Все присутствующие посмотрели на угрюмое лицо человека, сидевшего между Джоном и Робертом Фиц-Керном. На вид ему было лет около сорока, но продубленная всеми ветрами кожа могла скрывать возраст не хуже маски. Это солдат, подумал Роланд. Латник или наемник. Скорее всего, и то, и другое...
– Прошу вас, сэр, назвать свое полное имя и сообщить, где и когда вы родились, – учтиво спросила леди Леонсия. Не ответить ей, когда она спрашивала таким тоном, не смог бы даже немой. Она тоже много лет была королевой, и властный голос ее, случалось, останавливал кровопролитные сражения...
И Вильям тоже не смог не подчиниться.
– Имя... Имя мое – Вильям Кеттл. Просто себе Вильям Кеттл. Сын лудильщика из Ливерпуля, если господам угодно это знать. Родился я, говорят, в тот год, когда доблестный наш король Ричард Львиное Сердце, чтоб ему на том свете три раза перевернуться, отправился в крестовый поход...
Вильям Кеттл говорил хрипло, низко, словно пришептывая. В его голосе не звучали гласные, так говорят люди с больным горлом.
– Король Ричард погиб двадцать три года назад, – уточнила Леонсия, ни к кому в особенности не обращаясь, – а в поход он отправился на десять лет раньше... Стало быть, мастер Кеттл, вам тридцать три года?
– Стало быть, так, – пожал тот плечами. – Ежели кому это важно.

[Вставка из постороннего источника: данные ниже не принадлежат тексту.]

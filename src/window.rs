//! Window, GPU surface and event loop.
//!
//! The winit `ApplicationHandler` owns an optional `GpuState`; GPU init is
//! deferred to `resumed` and blocked on with pollster. Space toggles the
//! formation target, left drag orbits, the wheel zooms.

use std::sync::Arc;

use log::{error, warn};
use winit::{
    application::ApplicationHandler,
    event::{ElementState, KeyEvent, MouseButton, MouseScrollDelta, WindowEvent},
    event_loop::ActiveEventLoop,
    keyboard::{KeyCode, PhysicalKey},
    window::{Window, WindowId},
};

use crate::camera::Camera;
use crate::config::{palette, TreeConfig, Tuning};
use crate::error::{AppError, GpuError};
use crate::scene::Scene;
use crate::time::Time;

const DEPTH_FORMAT: wgpu::TextureFormat = wgpu::TextureFormat::Depth32Float;

pub struct GpuState {
    surface: wgpu::Surface<'static>,
    device: wgpu::Device,
    queue: wgpu::Queue,
    pub config: wgpu::SurfaceConfiguration,
    depth_texture: wgpu::TextureView,
    pub scene: Scene,
    pub camera: Camera,
    time: Time,
}

impl GpuState {
    pub async fn new(
        window: Arc<Window>,
        tree_config: &TreeConfig,
        tuning: Tuning,
        seed: Option<u64>,
    ) -> Result<Self, AppError> {
        let size = window.inner_size();

        let instance = wgpu::Instance::new(&wgpu::InstanceDescriptor {
            backends: wgpu::Backends::PRIMARY,
            ..Default::default()
        });

        let surface = instance.create_surface(window).map_err(GpuError::from)?;

        let adapter = instance
            .request_adapter(&wgpu::RequestAdapterOptions {
                power_preference: wgpu::PowerPreference::HighPerformance,
                compatible_surface: Some(&surface),
                force_fallback_adapter: false,
            })
            .await
            .map_err(|_| GpuError::NoAdapter)?;

        let (device, queue) = adapter
            .request_device(&wgpu::DeviceDescriptor {
                label: Some("Device"),
                required_features: wgpu::Features::empty(),
                required_limits: wgpu::Limits::default(),
                memory_hints: Default::default(),
                trace: Default::default(),
                experimental_features: Default::default(),
            })
            .await
            .map_err(GpuError::from)?;

        let surface_caps = surface.get_capabilities(&adapter);
        let surface_format = surface_caps
            .formats
            .iter()
            .find(|f| f.is_srgb())
            .copied()
            .unwrap_or(surface_caps.formats[0]);

        let config = wgpu::SurfaceConfiguration {
            usage: wgpu::TextureUsages::RENDER_ATTACHMENT,
            format: surface_format,
            width: size.width.max(1),
            height: size.height.max(1),
            present_mode: wgpu::PresentMode::AutoVsync,
            alpha_mode: surface_caps.alpha_modes[0],
            view_formats: vec![],
            desired_maximum_frame_latency: 2,
        };
        surface.configure(&device, &config);

        let depth_texture = create_depth_texture(&device, &config);

        let scene = Scene::new(&device, tree_config, tuning, seed, surface_format, DEPTH_FORMAT)?;

        Ok(Self {
            surface,
            device,
            queue,
            config,
            depth_texture,
            scene,
            camera: Camera::new(),
            time: Time::new(),
        })
    }

    pub fn resize(&mut self, new_size: winit::dpi::PhysicalSize<u32>) {
        if new_size.width > 0 && new_size.height > 0 {
            self.config.width = new_size.width;
            self.config.height = new_size.height;
            self.surface.configure(&self.device, &self.config);
            self.depth_texture = create_depth_texture(&self.device, &self.config);
        }
    }

    pub fn render(&mut self) -> Result<(), wgpu::SurfaceError> {
        let (time, dt) = self.time.update();

        let aspect = self.config.width as f32 / self.config.height as f32;
        let view = self.camera.view_matrix();
        let proj = self.camera.proj_matrix(aspect);
        self.scene.update(&self.queue, view, proj, time, dt);

        let output = self.surface.get_current_texture()?;
        let surface_view = output
            .texture
            .create_view(&wgpu::TextureViewDescriptor::default());

        let mut encoder = self
            .device
            .create_command_encoder(&wgpu::CommandEncoderDescriptor {
                label: Some("Render Encoder"),
            });

        {
            let clear = palette::luxury_black();
            let mut render_pass = encoder.begin_render_pass(&wgpu::RenderPassDescriptor {
                label: Some("Render Pass"),
                color_attachments: &[Some(wgpu::RenderPassColorAttachment {
                    view: &surface_view,
                    resolve_target: None,
                    depth_slice: None,
                    ops: wgpu::Operations {
                        load: wgpu::LoadOp::Clear(wgpu::Color {
                            r: clear.x as f64,
                            g: clear.y as f64,
                            b: clear.z as f64,
                            a: 1.0,
                        }),
                        store: wgpu::StoreOp::Store,
                    },
                })],
                depth_stencil_attachment: Some(wgpu::RenderPassDepthStencilAttachment {
                    view: &self.depth_texture,
                    depth_ops: Some(wgpu::Operations {
                        load: wgpu::LoadOp::Clear(1.0),
                        store: wgpu::StoreOp::Store,
                    }),
                    stencil_ops: None,
                }),
                timestamp_writes: None,
                occlusion_query_set: None,
            });

            self.scene.draw(&mut render_pass);
        }

        self.queue.submit(std::iter::once(encoder.finish()));
        output.present();

        Ok(())
    }
}

fn create_depth_texture(
    device: &wgpu::Device,
    config: &wgpu::SurfaceConfiguration,
) -> wgpu::TextureView {
    let texture = device.create_texture(&wgpu::TextureDescriptor {
        label: Some("Depth Texture"),
        size: wgpu::Extent3d {
            width: config.width,
            height: config.height,
            depth_or_array_layers: 1,
        },
        mip_level_count: 1,
        sample_count: 1,
        dimension: wgpu::TextureDimension::D2,
        format: DEPTH_FORMAT,
        usage: wgpu::TextureUsages::RENDER_ATTACHMENT,
        view_formats: &[],
    });
    texture.create_view(&wgpu::TextureViewDescriptor::default())
}

pub struct App {
    window: Option<Arc<Window>>,
    gpu_state: Option<GpuState>,
    tree_config: TreeConfig,
    tuning: Tuning,
    seed: Option<u64>,
    mouse_pressed: bool,
    last_mouse_pos: Option<(f64, f64)>,
}

impl App {
    pub fn new(tree_config: TreeConfig, tuning: Tuning, seed: Option<u64>) -> Self {
        Self {
            window: None,
            gpu_state: None,
            tree_config,
            tuning,
            seed,
            mouse_pressed: false,
            last_mouse_pos: None,
        }
    }
}

impl ApplicationHandler for App {
    fn resumed(&mut self, event_loop: &ActiveEventLoop) {
        if self.window.is_none() {
            let window_attrs = Window::default_attributes()
                .with_title("Firlight")
                .with_inner_size(winit::dpi::LogicalSize::new(1280, 720));

            let window = match event_loop.create_window(window_attrs) {
                Ok(w) => Arc::new(w),
                Err(e) => {
                    error!("{}", AppError::from(e));
                    event_loop.exit();
                    return;
                }
            };
            self.window = Some(window.clone());

            match pollster::block_on(GpuState::new(
                window,
                &self.tree_config,
                self.tuning,
                self.seed,
            )) {
                Ok(state) => self.gpu_state = Some(state),
                Err(e) => {
                    error!("{}", e);
                    event_loop.exit();
                }
            }
        }
    }

    fn window_event(&mut self, event_loop: &ActiveEventLoop, _id: WindowId, event: WindowEvent) {
        match event {
            WindowEvent::CloseRequested => {
                event_loop.exit();
            }
            WindowEvent::Resized(physical_size) => {
                if let Some(gpu_state) = &mut self.gpu_state {
                    gpu_state.resize(physical_size);
                }
            }
            WindowEvent::KeyboardInput {
                event:
                    KeyEvent {
                        physical_key: PhysicalKey::Code(code),
                        state: ElementState::Pressed,
                        repeat: false,
                        ..
                    },
                ..
            } => match code {
                KeyCode::Space => {
                    if let Some(gpu_state) = &mut self.gpu_state {
                        gpu_state.scene.toggle_formation();
                    }
                }
                KeyCode::Escape => event_loop.exit(),
                _ => {}
            },
            WindowEvent::MouseInput { state, button, .. } => {
                if button == MouseButton::Left {
                    self.mouse_pressed = state == ElementState::Pressed;
                    if !self.mouse_pressed {
                        self.last_mouse_pos = None;
                    }
                }
            }
            WindowEvent::CursorMoved { position, .. } => {
                if self.mouse_pressed {
                    if let Some((last_x, last_y)) = self.last_mouse_pos {
                        let dx = (position.x - last_x) as f32;
                        let dy = (position.y - last_y) as f32;
                        if let Some(gpu_state) = &mut self.gpu_state {
                            gpu_state.camera.orbit(dx, dy);
                        }
                    }
                    self.last_mouse_pos = Some((position.x, position.y));
                }
            }
            WindowEvent::MouseWheel { delta, .. } => {
                let scroll = match delta {
                    MouseScrollDelta::LineDelta(_, y) => y,
                    MouseScrollDelta::PixelDelta(pos) => pos.y as f32 * 0.1,
                };
                if let Some(gpu_state) = &mut self.gpu_state {
                    gpu_state.camera.zoom(scroll);
                }
            }
            WindowEvent::RedrawRequested => {
                if let Some(gpu_state) = &mut self.gpu_state {
                    match gpu_state.render() {
                        Ok(_) => {}
                        Err(wgpu::SurfaceError::Lost) | Err(wgpu::SurfaceError::Outdated) => {
                            let size = winit::dpi::PhysicalSize {
                                width: gpu_state.config.width,
                                height: gpu_state.config.height,
                            };
                            gpu_state.resize(size);
                        }
                        Err(wgpu::SurfaceError::OutOfMemory) => event_loop.exit(),
                        Err(e) => warn!("render error: {:?}", e),
                    }
                }
                if let Some(window) = &self.window {
                    window.request_redraw();
                }
            }
            _ => {}
        }
    }
}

– А как случилось, что вы покинули Ливерпуль и находитесь сейчас здесь? – поинтересовалась леди вкрадчивым тоном, который, однако подсудимого совершенно не обманул.
– Благородной даме угодно услышать историю? – усмехнулся невесело подсудимый.
– Высокий суд просит Вильяма Кеттла из Ливерпуля дать показания о его жизни с рождения и до сего дня, – откликнулся со своего кресла лорд-судья. – Высокий суд просит помнить, что для справедливого решения дела ему необходимо знать все обстоятельства, каковые могли повлиять на характер и поведение подсудимых.
– Да мне что... Хотите услышать, слушайте. Только не мастер я долго говорить, хрипеть стану, уж не серчайте...
– Был я у отца младшим сыном. Уродился не в род, как говорят. Три брата старших у меня было, так они все как один рядышком с отцом и трудились. С младенчества отцу помогали. Целый день в мастерской тюк да тюк, все котлы да тазы медные, да кастрюли, да сковородки... Со всего города заказы отцу шли, руки у него были ежели не золотые, но медные – это точно... По меди работать, лучше него в городе никто не умел. И братья мои от него не отставали... А я выродком оказался. Не любил меди. То есть любил, да только не лудить-паять... Любил я по меди барабанить: трам-та-ра-рам! Бывало, тарарам мой целую улицу будил, пока братья по шее не надают.